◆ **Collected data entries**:

# # # # # # #

// SPDX-License-Identifier: PMPL-1.0-or-later
// Copyright (c) 2026 Jonathan D.A. Jewell (hyperpolymath) <jonathan.jewell@open.ac.uk>
//
// Batch pipeline — bounded fan-out of per-page work, ordered fan-in.
//
// Every page runs decode -> resolve -> (adjust) -> rectify -> encode. The
// CPU-bound steps run on tokio's blocking pool; at most `concurrency` pages
// are in flight. Outcomes arrive in completion order and are written into a
// pre-sized slot vector by input index, which the collector owns exclusively.

use std::path::PathBuf;
use std::sync::Arc;

use docflat_bridge::traits::{CornerDetector, OutputEncoder, SourceDecoder};
use docflat_core::config::{ResponseType, ScanConfig};
use docflat_core::error::{PageError, Result, ScanError};
use docflat_core::types::{BatchId, Destination, Document, OutputHandle, SourceRef};
use docflat_document::integrity::hash_raster;
use docflat_document::{ImageDecoder, JpegEncoder, Rectifier, resolve_corners};
use futures::stream::{self, StreamExt};
use image::DynamicImage;
use tokio::sync::mpsc;
use tokio::task::JoinError;
use tracing::{debug, info, instrument, warn};

use crate::adjust::{AdjustmentRequest, BatchMode, request_adjustment};
use crate::cancel::CancelHandle;
use crate::result::{BatchResult, PageResult, RectifiedPage};

/// Runs capture batches with a fixed configuration and set of capabilities.
pub struct BatchPipeline {
    config: ScanConfig,
    decoder: Arc<dyn SourceDecoder>,
    detector: Arc<dyn CornerDetector>,
    encoder: Arc<dyn OutputEncoder>,
    cancel: CancelHandle,
}

impl BatchPipeline {
    // -- Construction ---------------------------------------------------------

    /// Create a pipeline using `detector`, the EXIF-aware [`ImageDecoder`],
    /// and the [`JpegEncoder`]. Fails if `config` is invalid.
    pub fn new(config: ScanConfig, detector: Arc<dyn CornerDetector>) -> Result<Self> {
        config.validate()?;
        Ok(Self {
            config,
            decoder: Arc::new(ImageDecoder::new()),
            detector,
            encoder: Arc::new(JpegEncoder::new()),
            cancel: CancelHandle::new(),
        })
    }

    pub fn with_decoder(mut self, decoder: Arc<dyn SourceDecoder>) -> Self {
        self.decoder = decoder;
        self
    }

    pub fn with_encoder(mut self, encoder: Arc<dyn OutputEncoder>) -> Self {
        self.encoder = encoder;
        self
    }

    pub fn config(&self) -> &ScanConfig {
        &self.config
    }

    /// Handle that cancels whichever batch is running on this pipeline.
    pub fn cancel_handle(&self) -> CancelHandle {
        self.cancel.clone()
    }

    // -- Batch ----------------------------------------------------------------

    /// Process `sources` and return one outcome per completed page, in input
    /// order.
    ///
    /// Page failures are recorded in their slot and never abort siblings. The
    /// call itself fails only for an empty or oversized batch, an adjustable
    /// batch with more than one photo, or a blocking pool that shut down.
    /// A page whose worker panics fails on its own.
    #[instrument(skip_all, fields(count = sources.len(), mode = mode_name(&mode)))]
    pub async fn run_batch(&self, sources: Vec<SourceRef>, mode: BatchMode) -> Result<BatchResult> {
        let count = sources.len();
        if count == 0 {
            return Err(ScanError::PipelineEmptyInput);
        }
        if count > self.config.max_documents {
            return Err(ScanError::TooManyDocuments {
                count,
                max: self.config.max_documents,
            });
        }
        let adjuster = match mode {
            BatchMode::Automatic => None,
            BatchMode::Adjustable(_) if count != 1 => {
                return Err(ScanError::AdjustableBatchSize(count));
            }
            BatchMode::Adjustable(sender) => Some(sender),
        };

        let batch_id = BatchId::new();
        let concurrency = self.config.effective_concurrency();
        info!(%batch_id, concurrency, "Starting batch");

        let ctx = Arc::new(PageContext {
            batch_id,
            timestamp: chrono::Local::now().format("%Y%m%d_%H%M%S").to_string(),
            output_dir: self.output_dir(),
            config: self.config.clone(),
            decoder: Arc::clone(&self.decoder),
            detector: Arc::clone(&self.detector),
            encoder: Arc::clone(&self.encoder),
            rectifier: Rectifier::from_config(&self.config),
            cancel: self.cancel.clone(),
        });

        let mut pages = stream::iter(sources.into_iter().enumerate().map(|(index, source)| {
            process_page(Arc::clone(&ctx), index, source, adjuster.clone())
        }))
        .buffer_unordered(concurrency);

        let mut slots: Vec<Option<PageResult>> = (0..count).map(|_| None).collect();
        let cancelled = self.cancel.cancelled();
        tokio::pin!(cancelled);

        loop {
            tokio::select! {
                biased;

                _ = &mut cancelled => {
                    warn!(%batch_id, "Batch cancelled; abandoning pages in flight");
                    break;
                }

                next = pages.next() => match next {
                    Some(Ok(TaskOutcome::Done(page))) => {
                        debug!(index = page.index, ok = page.is_ok(), "Page finished");
                        let index = page.index;
                        slots[index] = Some(page);
                    }
                    Some(Ok(TaskOutcome::Abandoned(index))) => {
                        debug!(index, "Page abandoned before publishing");
                    }
                    Some(Err(join_err)) => {
                        return Err(ScanError::WorkerPool(join_err.to_string()));
                    }
                    None => break,
                },
            }
        }

        let mut completed = Vec::with_capacity(count);
        let mut abandoned = Vec::new();
        for (index, slot) in slots.into_iter().enumerate() {
            match slot {
                Some(page) => completed.push(page),
                None => abandoned.push(index),
            }
        }

        info!(
            %batch_id,
            completed = completed.len(),
            failed = completed.iter().filter(|p| !p.is_ok()).count(),
            cancelled = abandoned.len(),
            "Batch finished"
        );

        Ok(BatchResult {
            batch_id,
            pages: completed,
            cancelled: abandoned,
        })
    }

    fn output_dir(&self) -> PathBuf {
        self.config
            .output_dir
            .clone()
            .unwrap_or_else(|| std::env::temp_dir().join("docflat"))
    }
}

fn mode_name(mode: &BatchMode) -> &'static str {
    match mode {
        BatchMode::Automatic => "automatic",
        BatchMode::Adjustable(_) => "adjustable",
    }
}

// -- Per-page work ------------------------------------------------------------

/// Result of one page task as seen by the collector.
enum TaskOutcome {
    Done(PageResult),
    /// The batch was cancelled before the page was published.
    Abandoned(usize),
}

impl TaskOutcome {
    fn new(index: usize, source: SourceRef, outcome: PageOutcome) -> Self {
        match outcome {
            Ok(None) => Self::Abandoned(index),
            Ok(Some(page)) => Self::Done(PageResult {
                index,
                source,
                outcome: Ok(page),
            }),
            Err(err) => Self::Done(PageResult {
                index,
                source,
                outcome: Err(err),
            }),
        }
    }
}

/// State shared read-only by every page task of one batch.
struct PageContext {
    batch_id: BatchId,
    timestamp: String,
    output_dir: PathBuf,
    config: ScanConfig,
    decoder: Arc<dyn SourceDecoder>,
    detector: Arc<dyn CornerDetector>,
    encoder: Arc<dyn OutputEncoder>,
    rectifier: Rectifier,
    cancel: CancelHandle,
}

impl PageContext {
    /// Decode the photo and resolve its corners.
    fn prepare(&self, source: &SourceRef) -> std::result::Result<(Document, DynamicImage), PageError> {
        let image = self.decoder.decode(source)?;
        let (corners, origin) =
            resolve_corners(&image, self.detector.as_ref(), self.config.fallback_margin)?;
        let document = Document::new(source.clone(), image.width(), image.height(), corners, origin);
        Ok((document, image))
    }

    /// Rectify and publish. `Ok(None)` when the batch was cancelled first.
    ///
    /// The flag is checked again once the output exists; a file published
    /// after the cancel is removed so nothing unreported stays behind.
    fn finish(&self, index: usize, document: &Document, image: &DynamicImage) -> PageOutcome {
        let corners = document.corners();
        let flat = self.rectifier.rectify(image, &corners)?;

        if self.cancel.is_cancelled() {
            return Ok(None);
        }

        let output = self
            .encoder
            .encode(&flat, self.config.quality, &self.destination(index))?;

        if self.cancel.is_cancelled() {
            discard(&output);
            return Ok(None);
        }

        Ok(Some(RectifiedPage {
            width: flat.width(),
            height: flat.height(),
            corners,
            corner_origin: document.origin(),
            sha256: hash_raster(&flat),
            output,
        }))
    }

    fn destination(&self, index: usize) -> Destination {
        match self.config.response_type {
            ResponseType::Base64 => Destination::Memory,
            ResponseType::ImageFilePath => Destination::File(self.output_dir.join(format!(
                "DOCUMENT_SCAN_{index}_{}_{}.jpg",
                self.timestamp,
                self.batch_id.short()
            ))),
        }
    }
}

/// What one page task produced. `Ok(None)` means it was abandoned.
type PageOutcome = std::result::Result<Option<RectifiedPage>, PageError>;

/// Remove a file output that lost the race with a cancel.
fn discard(output: &OutputHandle) {
    if let Some(path) = output.as_path() {
        match std::fs::remove_file(path) {
            Ok(()) => debug!(path = %path.display(), "Removed page published after cancel"),
            Err(err) => warn!(path = %path.display(), %err, "Failed to remove cancelled page"),
        }
    }
}

/// Run one page, turning a panic inside its worker into a failure of that
/// page alone. Any other join failure means the blocking pool itself is
/// gone and is returned to the collector.
async fn process_page(
    ctx: Arc<PageContext>,
    index: usize,
    source: SourceRef,
    adjuster: Option<mpsc::Sender<AdjustmentRequest>>,
) -> std::result::Result<TaskOutcome, JoinError> {
    let outcome = match run_page(ctx, index, source.clone(), adjuster).await {
        Ok(outcome) => outcome,
        Err(join_err) if join_err.is_panic() => {
            warn!(index, error = %join_err, "Page worker panicked");
            Err(PageError::WorkerPanicked(panic_message(join_err)))
        }
        Err(join_err) => return Err(join_err),
    };
    Ok(TaskOutcome::new(index, source, outcome))
}

async fn run_page(
    ctx: Arc<PageContext>,
    index: usize,
    source: SourceRef,
    adjuster: Option<mpsc::Sender<AdjustmentRequest>>,
) -> std::result::Result<PageOutcome, JoinError> {
    let Some(adjuster) = adjuster else {
        return tokio::task::spawn_blocking(move || {
            let (document, image) = ctx.prepare(&source)?;
            ctx.finish(index, &document, &image)
        })
        .await;
    };

    let prepared = {
        let ctx = Arc::clone(&ctx);
        tokio::task::spawn_blocking(move || ctx.prepare(&source)).await?
    };
    let (mut document, image) = match prepared {
        Ok(prepared) => prepared,
        Err(err) => return Ok(Err(err)),
    };

    if let Err(err) = request_adjustment(&adjuster, &mut document).await {
        return Ok(Err(err));
    }

    tokio::task::spawn_blocking(move || ctx.finish(index, &document, &image)).await
}

fn panic_message(join_err: JoinError) -> String {
    let payload = join_err.into_panic();
    if let Some(msg) = payload.downcast_ref::<&str>() {
        (*msg).to_string()
    } else if let Some(msg) = payload.downcast_ref::<String>() {
        msg.clone()
    } else {
        "unknown panic".to_string()
    }
}

// -- Tests --------------------------------------------------------------------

# # # # # # #

◆ **Task goal**:
What lines above hold the word "height"? Pull each one out.

◆ **Answer for this exercise**:
        let document = Document::new(source.clone(), image.width(), image.height(), corners, origin);
            height: flat.height(),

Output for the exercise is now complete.